There were 2,224 households, out of which 33.9% had children under the age of 18 living with them, 62.4% were married couples living together, 7.8% had a female householder with no husband present, and 24.8% were non-families. 21.1% of all households were made up of individuals, and 9.9% had someone living alone who was 65 years of age or older. The average household size was 2.63 and the average family size was 3.04.

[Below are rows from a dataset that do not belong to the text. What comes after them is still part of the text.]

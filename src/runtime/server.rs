//! SOCKS5 relay server on tokio
//!
//! Accepts clients on a TCP listener and drives a [`RelayCoordinator`]
//! from one task. Each established relay is spliced on its own task.

use crate::config::ServerConfig;
use crate::error::{FailureReason, SocksRelayError};
use crate::runtime::reactor::Reactor;
use crate::runtime::relay::relay_tcp;
use crate::runtime::tcp::{SocketOpts, TokioTransport};
use crate::socks::{RelayCoordinator, RelayEndpoint, RelayHandler, RelayStats, SocketId};
use anyhow::{Context, Result};
use std::io;
use std::net::SocketAddr;
use std::sync::Arc;
use std::time::Instant;
use tokio::net::TcpListener;
use tokio::sync::broadcast;
use tracing::{debug, info, warn};

/// Relay handler that splices each established pair on a new task
#[derive(Debug)]
struct SpawnRelays {
    reactor: Reactor,
}

impl RelayHandler<TokioTransport> for SpawnRelays {
    fn on_outbound_socket_requested(&mut self, _for_client: SocketId) -> io::Result<TokioTransport> {
        Ok(self.reactor.stream())
    }

    fn on_relay_established(&mut self, client: RelayEndpoint<TokioTransport>, outbound: TokioTransport) {
        let id = client.id;
        let destination = client.destination;
        let (inbound, outbound) = match (client.transport.into_stream(), outbound.into_stream()) {
            (Ok(inbound), Ok(outbound)) => (inbound, outbound),
            (Err(e), _) | (_, Err(e)) => {
                warn!("{}: relay to {} lost its socket: {}", id, destination, e);
                return;
            }
        };

        tokio::spawn(async move {
            match relay_tcp(inbound, outbound).await {
                Ok(totals) => debug!(
                    "{}: relay to {} finished, {} bytes up, {} bytes down",
                    id, destination, totals.upstream, totals.downstream
                ),
                Err(e) => debug!("{}: relay to {} failed: {:#}", id, destination, e),
            }
        });
    }

    fn on_handshake_failed(&mut self, client: SocketId, reason: FailureReason) {
        debug!("{}: handshake failed: {}", client, reason);
    }
}

/// A SOCKS5 server bound to its listen address
pub struct Socks5Server {
    listener: TcpListener,
    reactor: Reactor,
    coordinator: RelayCoordinator<TokioTransport, SpawnRelays>,
}

impl Socks5Server {
    /// Validate `config` and bind its listen address
    pub async fn bind(config: &ServerConfig) -> Result<Self> {
        config.validate().map_err(SocksRelayError::Config)?;
        let addr = config.listen_socket_addr().map_err(SocksRelayError::Config)?;

        let listener = TcpListener::bind(addr)
            .await
            .with_context(|| format!("Failed to bind SOCKS5 listener on {}", addr))?;

        let reactor = Reactor::new(SocketOpts::from_tcp_config(&config.tcp));
        let coordinator = RelayCoordinator::new(SpawnRelays {
            reactor: reactor.clone(),
        })
        .with_cancel_timeout(config.cancel_timeout());

        Ok(Socks5Server {
            listener,
            reactor,
            coordinator,
        })
    }

    /// Address the listener is bound to
    pub fn local_addr(&self) -> io::Result<SocketAddr> {
        self.listener.local_addr()
    }

    /// Counters of the underlying coordinator
    pub fn stats(&self) -> Arc<RelayStats> {
        Arc::clone(self.coordinator.stats())
    }

    /// Serve clients until `shutdown` fires
    pub async fn run(mut self, mut shutdown: broadcast::Receiver<bool>) -> Result<()> {
        info!("SOCKS5 server listening on {}", self.local_addr()?);

        loop {
            let deadline = self.coordinator.next_deadline();
            let timer = async move {
                match deadline {
                    Some(at) => tokio::time::sleep_until(at.into()).await,
                    None => futures::future::pending().await,
                }
            };

            tokio::select! {
                accepted = self.listener.accept() => match accepted {
                    Ok((stream, addr)) => {
                        debug!("Accepted connection from {}", addr);
                        let transport = self.reactor.adopt(stream);
                        self.coordinator.accept(transport, Instant::now());
                    }
                    Err(e) => warn!("Failed to accept connection: {}", e),
                },
                events = self.reactor.next_events() => {
                    let now = Instant::now();
                    for (id, event) in events {
                        self.coordinator.handle_event(id, event, now);
                    }
                },
                _ = timer => self.coordinator.handle_timeout(Instant::now()),
                _ = shutdown.recv() => {
                    info!("Shutdown signal received, stopping SOCKS5 server");
                    break;
                }
            }
        }

        let stats = self.coordinator.stats().snapshot();
        info!(
            "SOCKS5 server stopped: {} accepted, {} relays, {} failed handshakes",
            stats.accepted, stats.relays_established, stats.handshakes_failed
        );
        Ok(())
    }
}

In the town, the population was spread out, with 25.7% under the age of 18, 6.3% from 18 to 24, 28.1% from 25 to 44, 26.4% from 45 to 64, and 13.5% who were 65 years of age or older. The median age was 39 years. For every 100 females, there were 97.4 males. For every 100 females age 18 and over, there were 96.4 males.

The median income for a household in the town was $44,557, and the median income for a family was $47,180. Males had a median income of $40,750 versus $23,494 for females. The per capita income for the town was $19,654. About 3.4% of families and 5.2% of the population were below the poverty line, including 5.3% of those under age 18 and 3.4% of those age 65 or over.

Historical population
| Census | Pop. | Note | %± |
| 1820 | 688 |  | — |
| 1830 | 913 |  | 32.7% |
| 1840 | 1,753 |  | 92.0% |
| 1850 | 2,955 |  | 68.6% |
| 1860 | 3,372 |  | 14.1% |
| 1870 | 2,912 |  | −13.6% |
| 1880 | 3,234 |  | 11.1% |
| 1890 | 2,978 |  | −7.9% |
| 1900 | 2,881 |  | −3.3% |
| 1910 | 2,970 |  | 3.1% |
| 1920 | 2,753 |  | −7.3% |
| 1930 | 2,801 |  | 1.7% |
| 1940 | 3,061 |  | 9.3% |
| 1950 | 3,696 |  | 20.7% |
| 1960 | 5,319 |  | 43.9% |
| 1970 | 5,316 |  | −0.1% |
| 1980 | 5,792 |  | 9.0% |
| 1990 | 5,761 |  | −0.5% |
| 2000 | 5,840 |  | 1.4% |
| 2010 | 5,993 |  | 2.6% |
| 2016 (est.) | 5,841 | Decrease | −2.5% |
U.S. Decennial Census

==Nearby locations==
- Coolidge Beach - A shoreline hamlet west of Roosevelt Beach
- Dorwood Park - A location west of South Wilson.
- East Wilson - A hamlet near the eastern town line on Chestnut Road.
- Elberta - A hamlet in the western part of the town south of Wilson village.
- Hollands International Airport (85N) - A small grass strip general aviation airport, located near the eastern town line. It is used for parachute jumping.
- Hopkins Beach - A shoreline hamlet near the western county line.
- Pleasant Corners - A hamlet on NY-425 at Braley Road.
- Roosevelt Beach - A shoreline hamlet west of Wilson village.
- South Wilson - A hamlet south of Wilson village on the Cambria-Wilson Road (NY-425).
- Sunset Beach - A shoreline hamlet on the west side of Wilson village.
- Twelve Mile Creek - A stream that flows into Lake Ontario at the Wilson-Tuscarora State Park, west of Wilson village.
- Wilson - The Village of Wilson is on the Lake Ontario shore at the junction of routes NY-18 and NY-425.
- Wilson-Tuscarora State Park - A lakeside park west of Wilson village.
- Woodland Heights - A lakeside hamlet near the northeast part of the town.